Saved entries
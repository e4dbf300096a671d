use std::borrow::Borrow;
use std::fmt::{self, Write};
use std::sync::Arc;

use sha2::{Digest, Sha256};

/// The key of a single cache entry.
///
/// Keys are opaque strings, compared byte for byte. No normalization happens, so `"K"` and `"k"`
/// are different keys.
#[derive(Debug, Clone, PartialEq, Eq, Hash, PartialOrd, Ord)]
pub struct CacheKey(Arc<str>);

impl CacheKey {
    pub fn new(key: impl Into<Arc<str>>) -> Self {
        Self(key.into())
    }

    pub fn as_str(&self) -> &str {
        &self.0
    }

    /// Returns the path of this key inside the shared cache.
    ///
    /// The path is namespaced by the cache name, followed by the sha-256 hash of the key
    /// hex-formatted like so: `$cache/aa/bbccdd/eeff...`
    pub fn shared_path(&self, cache: &CacheName) -> String {
        let hash = Sha256::digest(self.0.as_bytes());

        let mut path = format!("{cache}/{:02x}/", hash[0]);
        for b in &hash[1..4] {
            // writing into a `String` never fails
            let _ = write!(path, "{b:02x}");
        }
        path.push('/');
        for b in &hash[4..] {
            let _ = write!(path, "{b:02x}");
        }
        path
    }
}

impl fmt::Display for CacheKey {
    fn fmt(&self, f: &mut fmt::Formatter<'_>) -> fmt::Result {
        f.write_str(&self.0)
    }
}

impl AsRef<str> for CacheKey {
    fn as_ref(&self) -> &str {
        &self.0
    }
}

impl Borrow<str> for CacheKey {
    fn borrow(&self) -> &str {
        &self.0
    }
}

impl From<&str> for CacheKey {
    fn from(key: &str) -> Self {
        Self::new(key)
    }
}

impl From<String> for CacheKey {
    fn from(key: String) -> Self {
        Self::new(key)
    }
}

impl From<&CacheKey> for CacheKey {
    fn from(key: &CacheKey) -> Self {
        key.clone()
    }
}

/// The name of a cache.
///
/// Every [`Cacher`](super::Cacher) has a name, which is used to tag metrics and to namespace its
/// entries in the shared cache.
#[derive(Debug, Clone, PartialEq, Eq, Hash, PartialOrd, Ord)]
pub struct CacheName(Arc<str>);

impl CacheName {
    pub fn new(name: impl Into<Arc<str>>) -> Self {
        Self(name.into())
    }
}

impl AsRef<str> for CacheName {
    fn as_ref(&self) -> &str {
        &self.0
    }
}

impl Borrow<str> for CacheName {
    fn borrow(&self) -> &str {
        &self.0
    }
}

impl fmt::Display for CacheName {
    fn fmt(&self, f: &mut fmt::Formatter<'_>) -> fmt::Result {
        f.write_str(&self.0)
    }
}

impl From<&str> for CacheName {
    fn from(name: &str) -> Self {
        Self::new(name)
    }
}

impl From<String> for CacheName {
    fn from(name: String) -> Self {
        Self::new(name)
    }
}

About this task: Look through the entries above. Copy out every line holding the word "Display".

Answer section:
impl fmt::Display for CacheKey {
impl fmt::Display for CacheName {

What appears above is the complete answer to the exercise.